Elkerson started pitching his park plan three years ago and says he was beginning to make progress — until Sept. 29 of last year, when a pack of thuggish motorcyclists beat an SUV driver to a pulp in front of his family on the West Side Highway.
That incident sparked a public outcry for police to crack down on all bikers — including dirt bike enthusiasts.
Elkerson, a contractor who runs Al El Construction in the Bronx, started riding a dirt bike in 1980. His five children have dirt bikes including his 6-year-old son. He remains driven, and says he already has about $300,000 in donations committed toward the park's cost.
He boasts of connections to basketball players and rappers such as 50 Cent — and says they could help promote the park and draw bikers to use it.
Elkerson said dirt bike riding is a talent that keeps kids out of trouble, but is enjoyed by all ages.
"It's like what hip-hop was — there's no turning back," he said of the booming biking culture. "I'm asking for the city to take a chance on a solution."
Cops arrested three men and confiscated eight dirt bikes and all-terrain vehicles last weekend in Harlem, and police have urged residents to help them sniff out unregistered bikes.

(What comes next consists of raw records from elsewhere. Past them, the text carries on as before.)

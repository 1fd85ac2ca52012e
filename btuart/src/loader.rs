//! Init-script upload.
//!
//! The loader walks a packed image record by record. Each record is sent as
//! an H4 command frame, then the loader blocks until the controller answers
//! with an H4 event frame:
//!
//! ```text
//!            +-----------------+
//!   start -->| check terminator|--- 0x00 ---> done
//!            +--------+--------+
//!                     | opcode byte
//!                     v
//!            +-----------------+
//!            | send 0x01+record|
//!            +--------+--------+
//!                     v
//!            +-----------------+
//!            | await 0x04 event|--- other type / overflow ---> failed
//!            +--------+--------+
//!                     | advance by param_len + 3
//!                     +------------> check terminator
//! ```
//!
//! Only the event type byte is checked. The event is not matched against
//! the opcode that was sent. There is no retry: the first failure aborts the
//! whole upload and the controller must be reset before trying again.

use crate::error::{Error, Result};
use crate::image::script::{FirmwareImage, MIN_IMAGE_SIZE, Record};
use crate::protocol::event::{ResponseBuffer, read_event};
use crate::protocol::h4::{PacketType, TransferConfig, send_packet};
use log::{debug, error, info, trace};
use std::io::{Read, Write};

/// Loader settings.
#[derive(Debug, Clone, Copy, PartialEq, Eq)]
pub struct LoaderConfig {
    /// Exact-transfer settings for every frame.
    pub transfer: TransferConfig,
    /// Images shorter than this are treated as not embedded.
    pub min_image_size: usize,
}

impl Default for LoaderConfig {
    fn default() -> Self {
        Self {
            transfer: TransferConfig::default(),
            min_image_size: MIN_IMAGE_SIZE,
        }
    }
}

impl LoaderConfig {
    /// Set the transfer settings.
    #[must_use]
    pub fn with_transfer(mut self, transfer: TransferConfig) -> Self {
        self.transfer = transfer;
        self
    }

    /// Set the presence-check threshold.
    #[must_use]
    pub fn with_min_image_size(mut self, min_image_size: usize) -> Self {
        self.min_image_size = min_image_size;
        self
    }
}

/// The two images a CC256x needs: baseband service pack, then the BLE add-on.
#[derive(Debug, Clone, Copy, PartialEq, Eq)]
pub struct FirmwareSet<'a> {
    /// Bluetooth baseband init script, loaded first.
    pub baseband: FirmwareImage<'a>,
    /// Low-energy / host-stack extension, loaded second.
    pub extension: FirmwareImage<'a>,
}

impl<'a> FirmwareSet<'a> {
    /// Pair a baseband and an extension image.
    pub fn new(baseband: FirmwareImage<'a>, extension: FirmwareImage<'a>) -> Self {
        Self {
            baseband,
            extension,
        }
    }

    /// Images in load order.
    pub fn images(&self) -> [FirmwareImage<'a>; 2] {
        [self.baseband, self.extension]
    }

    /// Presence check and structural validation of both images.
    ///
    /// Runs entirely in memory; nothing has been sent when this fails.
    /// Returns the record count of each image in load order.
    pub fn check(&self, min_image_size: usize) -> Result<[usize; 2]> {
        for image in self.images() {
            image.check_present(min_image_size)?;
        }
        let mut counts = [0; 2];
        for (count, image) in counts.iter_mut().zip(self.images()) {
            *count = image.validate()?;
            debug!(
                "Image '{}': {} bytes, {count} records",
                image.name(),
                image.len()
            );
        }
        Ok(counts)
    }
}

/// Outcome of one image load.
#[derive(Debug, Clone, PartialEq, Eq)]
pub struct LoadReport {
    /// Image name.
    pub image: String,
    /// Command frames sent and acknowledged.
    pub records: usize,
    /// Bytes written, type bytes included.
    pub bytes_sent: usize,
}

/// Uploads images over an exclusively borrowed port.
pub struct FirmwareLoader<'p, P: Read + Write + ?Sized> {
    port: &'p mut P,
    config: LoaderConfig,
    interrupted: &'p dyn Fn() -> bool,
}

impl<'p, P: Read + Write + ?Sized> FirmwareLoader<'p, P> {
    /// Create a loader with default settings.
    pub fn new(port: &'p mut P) -> Self {
        Self::with_config(port, LoaderConfig::default())
    }

    /// Create a loader with custom settings.
    pub fn with_config(port: &'p mut P, config: LoaderConfig) -> Self {
        Self {
            port,
            config,
            interrupted: &crate::is_interrupted_requested,
        }
    }

    /// Replace the global interruption checker for this loader.
    #[must_use]
    pub fn with_interrupt(mut self, interrupted: &'p dyn Fn() -> bool) -> Self {
        self.interrupted = interrupted;
        self
    }

    /// Loader settings.
    pub fn config(&self) -> &LoaderConfig {
        &self.config
    }

    /// Check both images, then load the baseband image and the extension.
    ///
    /// `progress` receives `(image name, records done, records total)`.
    pub fn load_all(
        &mut self,
        firmware: &FirmwareSet<'_>,
        progress: &mut dyn FnMut(&str, usize, usize),
    ) -> Result<Vec<LoadReport>> {
        let counts = firmware.check(self.config.min_image_size)?;

        let mut reports = Vec::with_capacity(2);
        for (image, total) in firmware.images().into_iter().zip(counts) {
            reports.push(self.load_checked(image, total, progress)?);
        }

        info!(
            "Firmware loaded: {} records",
            reports.iter().map(|r| r.records).sum::<usize>()
        );
        Ok(reports)
    }

    /// Load a single image up to its terminator.
    pub fn load_image(
        &mut self,
        image: FirmwareImage<'_>,
        progress: &mut dyn FnMut(&str, usize, usize),
    ) -> Result<LoadReport> {
        let total = image.validate()?;
        self.load_checked(image, total, progress)
    }

    /// Load an image already validated to hold `total` records.
    fn load_checked(
        &mut self,
        image: FirmwareImage<'_>,
        total: usize,
        progress: &mut dyn FnMut(&str, usize, usize),
    ) -> Result<LoadReport> {
        info!("Loading '{}' ({total} records)", image.name());

        let mut response: ResponseBuffer = ResponseBuffer::new();
        let mut bytes_sent = 0;

        for (index, record) in image.records().enumerate() {
            let record = record?;
            if (self.interrupted)() {
                return Err(Error::Interrupted);
            }

            if let Err(e) = self.load_record(&record, &mut response) {
                error!(
                    "'{}' record {}/{total} (opcode 0x{:04X}) failed: {e}",
                    image.name(),
                    index + 1,
                    record.opcode
                );
                return Err(e);
            }

            bytes_sent += record.wire_len() + 1;
            progress(image.name(), index + 1, total);
        }

        debug!("'{}' done, {bytes_sent} bytes sent", image.name());
        Ok(LoadReport {
            image: image.name().to_string(),
            records: total,
            bytes_sent,
        })
    }

    /// Send one record and wait for its event.
    pub fn load_record<const N: usize>(
        &mut self,
        record: &Record<'_>,
        response: &mut ResponseBuffer<N>,
    ) -> Result<()> {
        trace!(
            "Sending opcode 0x{:04X} ({} parameter bytes) @{:#06x}",
            record.opcode,
            record.params.len(),
            record.offset
        );
        send_packet(
            &mut *self.port,
            PacketType::Command,
            record.bytes,
            &self.config.transfer,
        )?;

        let event = read_event(&mut *self.port, response, &self.config.transfer)?;
        trace!(
            "Event 0x{:02X} with {} parameter bytes",
            event.code,
            event.params.len()
        );
        Ok(())
    }
}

Throngs of noisy bikers and ATV riders were ripping through the South Bronx Saturday — a sight that will become frequent as the days begin to warm.
"These bikes are really out of control," said Brian Benjamin, an officer on Manhattan Community Board 10. "Sometimes they're riding on the sidewalk, down busy streets and they risk hitting children. We should be trying to find some sort of alternative."